Retype each entry. Leave nothing out.
==== SUPPLIED MATERIAL ====
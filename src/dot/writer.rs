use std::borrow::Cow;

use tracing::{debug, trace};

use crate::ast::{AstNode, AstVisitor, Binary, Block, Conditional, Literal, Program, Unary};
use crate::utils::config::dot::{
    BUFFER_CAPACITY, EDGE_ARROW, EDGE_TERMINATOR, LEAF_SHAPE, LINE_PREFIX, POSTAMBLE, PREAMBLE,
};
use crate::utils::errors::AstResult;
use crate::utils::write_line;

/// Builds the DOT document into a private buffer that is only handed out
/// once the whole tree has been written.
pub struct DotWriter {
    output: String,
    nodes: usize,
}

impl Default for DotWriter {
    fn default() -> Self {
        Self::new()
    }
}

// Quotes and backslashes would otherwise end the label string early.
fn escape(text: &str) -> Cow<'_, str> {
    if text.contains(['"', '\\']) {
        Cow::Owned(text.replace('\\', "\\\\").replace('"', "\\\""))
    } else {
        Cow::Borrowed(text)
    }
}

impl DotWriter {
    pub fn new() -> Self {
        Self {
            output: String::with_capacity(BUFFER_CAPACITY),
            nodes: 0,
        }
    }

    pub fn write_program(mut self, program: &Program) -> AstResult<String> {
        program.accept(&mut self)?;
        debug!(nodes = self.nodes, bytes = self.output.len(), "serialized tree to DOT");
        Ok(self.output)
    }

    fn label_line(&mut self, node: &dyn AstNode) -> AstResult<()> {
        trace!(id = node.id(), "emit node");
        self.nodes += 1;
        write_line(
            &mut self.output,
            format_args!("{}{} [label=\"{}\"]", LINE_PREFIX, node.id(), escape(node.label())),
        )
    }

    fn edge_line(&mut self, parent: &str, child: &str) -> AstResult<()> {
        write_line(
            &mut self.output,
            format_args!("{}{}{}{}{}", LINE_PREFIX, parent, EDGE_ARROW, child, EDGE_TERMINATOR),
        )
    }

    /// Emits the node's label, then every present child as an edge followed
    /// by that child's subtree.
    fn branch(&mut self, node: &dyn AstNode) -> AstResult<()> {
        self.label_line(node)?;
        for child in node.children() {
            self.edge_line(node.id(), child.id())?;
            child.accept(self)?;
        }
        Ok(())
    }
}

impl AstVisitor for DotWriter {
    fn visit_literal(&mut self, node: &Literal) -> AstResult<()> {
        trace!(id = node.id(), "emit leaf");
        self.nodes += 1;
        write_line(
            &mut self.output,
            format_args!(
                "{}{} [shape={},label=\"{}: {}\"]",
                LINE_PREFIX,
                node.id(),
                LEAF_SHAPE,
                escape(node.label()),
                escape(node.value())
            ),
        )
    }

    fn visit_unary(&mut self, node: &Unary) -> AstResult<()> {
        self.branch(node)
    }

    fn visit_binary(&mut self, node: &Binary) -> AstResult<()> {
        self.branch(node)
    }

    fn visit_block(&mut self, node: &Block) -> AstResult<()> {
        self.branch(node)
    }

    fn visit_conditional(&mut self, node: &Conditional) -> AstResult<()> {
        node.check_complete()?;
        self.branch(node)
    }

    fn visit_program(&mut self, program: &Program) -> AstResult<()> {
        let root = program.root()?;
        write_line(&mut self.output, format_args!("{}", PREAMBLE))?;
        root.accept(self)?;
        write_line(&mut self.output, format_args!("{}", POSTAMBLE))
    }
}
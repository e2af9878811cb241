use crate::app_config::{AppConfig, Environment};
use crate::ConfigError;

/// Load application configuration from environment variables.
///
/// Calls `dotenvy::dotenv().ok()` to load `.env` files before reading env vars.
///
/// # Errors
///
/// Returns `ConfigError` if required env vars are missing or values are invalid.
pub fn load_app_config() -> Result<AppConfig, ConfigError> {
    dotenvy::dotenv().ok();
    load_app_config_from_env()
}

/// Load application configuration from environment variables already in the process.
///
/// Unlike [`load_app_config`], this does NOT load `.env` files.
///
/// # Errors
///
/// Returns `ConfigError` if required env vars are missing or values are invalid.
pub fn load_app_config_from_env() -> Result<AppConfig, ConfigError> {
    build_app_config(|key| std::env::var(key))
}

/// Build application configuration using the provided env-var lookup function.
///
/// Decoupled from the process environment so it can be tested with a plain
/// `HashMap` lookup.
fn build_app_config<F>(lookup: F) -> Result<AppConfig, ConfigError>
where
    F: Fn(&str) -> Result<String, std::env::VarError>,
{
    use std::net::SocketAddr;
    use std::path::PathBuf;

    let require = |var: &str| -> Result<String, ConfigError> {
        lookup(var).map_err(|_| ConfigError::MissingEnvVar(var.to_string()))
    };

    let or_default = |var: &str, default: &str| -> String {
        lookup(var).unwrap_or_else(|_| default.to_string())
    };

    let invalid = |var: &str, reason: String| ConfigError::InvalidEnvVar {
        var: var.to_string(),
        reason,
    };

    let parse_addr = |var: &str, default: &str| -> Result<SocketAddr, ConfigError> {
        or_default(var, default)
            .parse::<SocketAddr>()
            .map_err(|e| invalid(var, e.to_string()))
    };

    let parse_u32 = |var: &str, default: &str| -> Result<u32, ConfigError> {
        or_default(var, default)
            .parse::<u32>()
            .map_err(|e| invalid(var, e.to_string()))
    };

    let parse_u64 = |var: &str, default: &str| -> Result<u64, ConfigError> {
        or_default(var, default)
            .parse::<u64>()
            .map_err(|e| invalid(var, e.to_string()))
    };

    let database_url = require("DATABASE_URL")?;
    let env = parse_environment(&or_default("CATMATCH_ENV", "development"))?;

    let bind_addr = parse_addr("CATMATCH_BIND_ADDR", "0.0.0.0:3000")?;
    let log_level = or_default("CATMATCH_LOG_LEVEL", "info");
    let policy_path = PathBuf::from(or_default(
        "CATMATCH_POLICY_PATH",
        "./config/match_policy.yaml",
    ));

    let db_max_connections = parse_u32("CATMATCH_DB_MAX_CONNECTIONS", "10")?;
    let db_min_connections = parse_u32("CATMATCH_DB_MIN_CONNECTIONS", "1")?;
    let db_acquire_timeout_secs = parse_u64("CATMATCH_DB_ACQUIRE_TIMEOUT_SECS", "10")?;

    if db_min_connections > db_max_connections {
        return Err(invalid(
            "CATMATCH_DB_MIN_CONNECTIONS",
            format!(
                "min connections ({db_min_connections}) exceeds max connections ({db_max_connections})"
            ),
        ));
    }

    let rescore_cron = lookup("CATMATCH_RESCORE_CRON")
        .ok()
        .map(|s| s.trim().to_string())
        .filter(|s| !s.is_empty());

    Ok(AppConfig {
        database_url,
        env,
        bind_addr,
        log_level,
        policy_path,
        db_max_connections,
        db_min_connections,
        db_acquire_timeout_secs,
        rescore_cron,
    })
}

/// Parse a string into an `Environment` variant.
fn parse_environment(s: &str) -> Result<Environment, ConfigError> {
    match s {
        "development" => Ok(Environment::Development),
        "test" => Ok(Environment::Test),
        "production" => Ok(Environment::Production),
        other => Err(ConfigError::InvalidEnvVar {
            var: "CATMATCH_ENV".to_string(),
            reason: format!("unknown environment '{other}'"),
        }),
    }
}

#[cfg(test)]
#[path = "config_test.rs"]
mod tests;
====
ANSWER FOR THIS EXERCISE —
filename src/dot/writer.rs
use std::borrow::Cow;

use tracing::{debug, trace};

use crate::ast::{AstNode, AstVisitor, Binary, Block, Conditional, Literal, Program, Unary};
use crate::utils::config::dot::{
    BUFFER_CAPACITY, EDGE_ARROW, EDGE_TERMINATOR, LEAF_SHAPE, LINE_PREFIX, POSTAMBLE, PREAMBLE,
};
use crate::utils::errors::AstResult;
use crate::utils::write_line;

/// Builds the DOT document into a private buffer that is only handed out
/// once the whole tree has been written.
pub struct DotWriter {
    output: String,
    nodes: usize,
}

impl Default for DotWriter {
    fn default() -> Self {
        Self::new()
    }
}

// Quotes and backslashes would otherwise end the label string early.
fn escape(text: &str) -> Cow<'_, str> {
    if text.contains(['"', '\\']) {
        Cow::Owned(text.replace('\\', "\\\\").replace('"', "\\\""))
    } else {
        Cow::Borrowed(text)
    }
}

impl DotWriter {
    pub fn new() -> Self {
        Self {
            output: String::with_capacity(BUFFER_CAPACITY),
            nodes: 0,
        }
    }

    pub fn write_program(mut self, program: &Program) -> AstResult<String> {
        program.accept(&mut self)?;
        debug!(nodes = self.nodes, bytes = self.output.len(), "serialized tree to DOT");
        Ok(self.output)
    }

    fn label_line(&mut self, node: &dyn AstNode) -> AstResult<()> {
        trace!(id = node.id(), "emit node");
        self.nodes += 1;
        write_line(
            &mut self.output,
            format_args!("{}{} [label=\"{}\"]", LINE_PREFIX, node.id(), escape(node.label())),
        )
    }

    fn edge_line(&mut self, parent: &str, child: &str) -> AstResult<()> {
        write_line(
            &mut self.output,
            format_args!("{}{}{}{}{}", LINE_PREFIX, parent, EDGE_ARROW, child, EDGE_TERMINATOR),
        )
    }

    /// Emits the node's label, then every present child as an edge followed
    /// by that child's subtree.
    fn branch(&mut self, node: &dyn AstNode) -> AstResult<()> {
        self.label_line(node)?;
        for child in node.children() {
            self.edge_line(node.id(), child.id())?;
            child.accept(self)?;
        }
        Ok(())
    }
}

impl AstVisitor for DotWriter {
    fn visit_literal(&mut self, node: &Literal) -> AstResult<()> {
        trace!(id = node.id(), "emit leaf");
        self.nodes += 1;
        write_line(
            &mut self.output,
            format_args!(
                "{}{} [shape={},label=\"{}: {}\"]",
                LINE_PREFIX,
                node.id(),
                LEAF_SHAPE,
                escape(node.label()),
                escape(node.value())
            ),
        )
    }

    fn visit_unary(&mut self, node: &Unary) -> AstResult<()> {
        self.branch(node)
    }

    fn visit_binary(&mut self, node: &Binary) -> AstResult<()> {
        self.branch(node)
    }

    fn visit_block(&mut self, node: &Block) -> AstResult<()> {
        self.branch(node)
    }

    fn visit_conditional(&mut self, node: &Conditional) -> AstResult<()> {
        node.check_complete()?;
        self.branch(node)
    }

    fn visit_program(&mut self, program: &Program) -> AstResult<()> {
        let root = program.root()?;
        write_line(&mut self.output, format_args!("{}", PREAMBLE))?;
        root.accept(self)?;
        write_line(&mut self.output, format_args!("{}", POSTAMBLE))
    }
}
repository e2af9878811cb241
use crate::app_config::{AppConfig, Environment};
use crate::ConfigError;

/// Load application configuration from environment variables.
///
/// Calls `dotenvy::dotenv().ok()` to load `.env` files before reading env vars.
///
/// # Errors
///
/// Returns `ConfigError` if required env vars are missing or values are invalid.
pub fn load_app_config() -> Result<AppConfig, ConfigError> {
    dotenvy::dotenv().ok();
    load_app_config_from_env()
}

/// Load application configuration from environment variables already in the process.
///
/// Unlike [`load_app_config`], this does NOT load `.env` files.
///
/// # Errors
///
/// Returns `ConfigError` if required env vars are missing or values are invalid.
pub fn load_app_config_from_env() -> Result<AppConfig, ConfigError> {
    build_app_config(|key| std::env::var(key))
}

/// Build application configuration using the provided env-var lookup function.
///
/// Decoupled from the process environment so it can be tested with a plain
/// `HashMap` lookup.
fn build_app_config<F>(lookup: F) -> Result<AppConfig, ConfigError>
where
    F: Fn(&str) -> Result<String, std::env::VarError>,
{
    use std::net::SocketAddr;
    use std::path::PathBuf;

    let require = |var: &str| -> Result<String, ConfigError> {
        lookup(var).map_err(|_| ConfigError::MissingEnvVar(var.to_string()))
    };

    let or_default = |var: &str, default: &str| -> String {
        lookup(var).unwrap_or_else(|_| default.to_string())
    };

    let invalid = |var: &str, reason: String| ConfigError::InvalidEnvVar {
        var: var.to_string(),
        reason,
    };

    let parse_addr = |var: &str, default: &str| -> Result<SocketAddr, ConfigError> {
        or_default(var, default)
            .parse::<SocketAddr>()
            .map_err(|e| invalid(var, e.to_string()))
    };

    let parse_u32 = |var: &str, default: &str| -> Result<u32, ConfigError> {
        or_default(var, default)
            .parse::<u32>()
            .map_err(|e| invalid(var, e.to_string()))
    };

    let parse_u64 = |var: &str, default: &str| -> Result<u64, ConfigError> {
        or_default(var, default)
            .parse::<u64>()
            .map_err(|e| invalid(var, e.to_string()))
    };

    let database_url = require("DATABASE_URL")?;
    let env = parse_environment(&or_default("CATMATCH_ENV", "development"))?;

    let bind_addr = parse_addr("CATMATCH_BIND_ADDR", "0.0.0.0:3000")?;
    let log_level = or_default("CATMATCH_LOG_LEVEL", "info");
    let policy_path = PathBuf::from(or_default(
        "CATMATCH_POLICY_PATH",
        "./config/match_policy.yaml",
    ));

    let db_max_connections = parse_u32("CATMATCH_DB_MAX_CONNECTIONS", "10")?;
    let db_min_connections = parse_u32("CATMATCH_DB_MIN_CONNECTIONS", "1")?;
    let db_acquire_timeout_secs = parse_u64("CATMATCH_DB_ACQUIRE_TIMEOUT_SECS", "10")?;

    if db_min_connections > db_max_connections {
        return Err(invalid(
            "CATMATCH_DB_MIN_CONNECTIONS",
            format!(
                "min connections ({db_min_connections}) exceeds max connections ({db_max_connections})"
            ),
        ));
    }

    let rescore_cron = lookup("CATMATCH_RESCORE_CRON")
        .ok()
        .map(|s| s.trim().to_string())
        .filter(|s| !s.is_empty());

    Ok(AppConfig {
        database_url,
        env,
        bind_addr,
        log_level,
        policy_path,
        db_max_connections,
        db_min_connections,
        db_acquire_timeout_secs,
        rescore_cron,
    })
}

/// Parse a string into an `Environment` variant.
fn parse_environment(s: &str) -> Result<Environment, ConfigError> {
    match s {
        "development" => Ok(Environment::Development),
        "test" => Ok(Environment::Test),
        "production" => Ok(Environment::Production),
        other => Err(ConfigError::InvalidEnvVar {
            var: "CATMATCH_ENV".to_string(),
            reason: format!("unknown environment '{other}'"),
        }),
    }
}

#[cfg(test)]
#[path = "config_test.rs"]
mod tests;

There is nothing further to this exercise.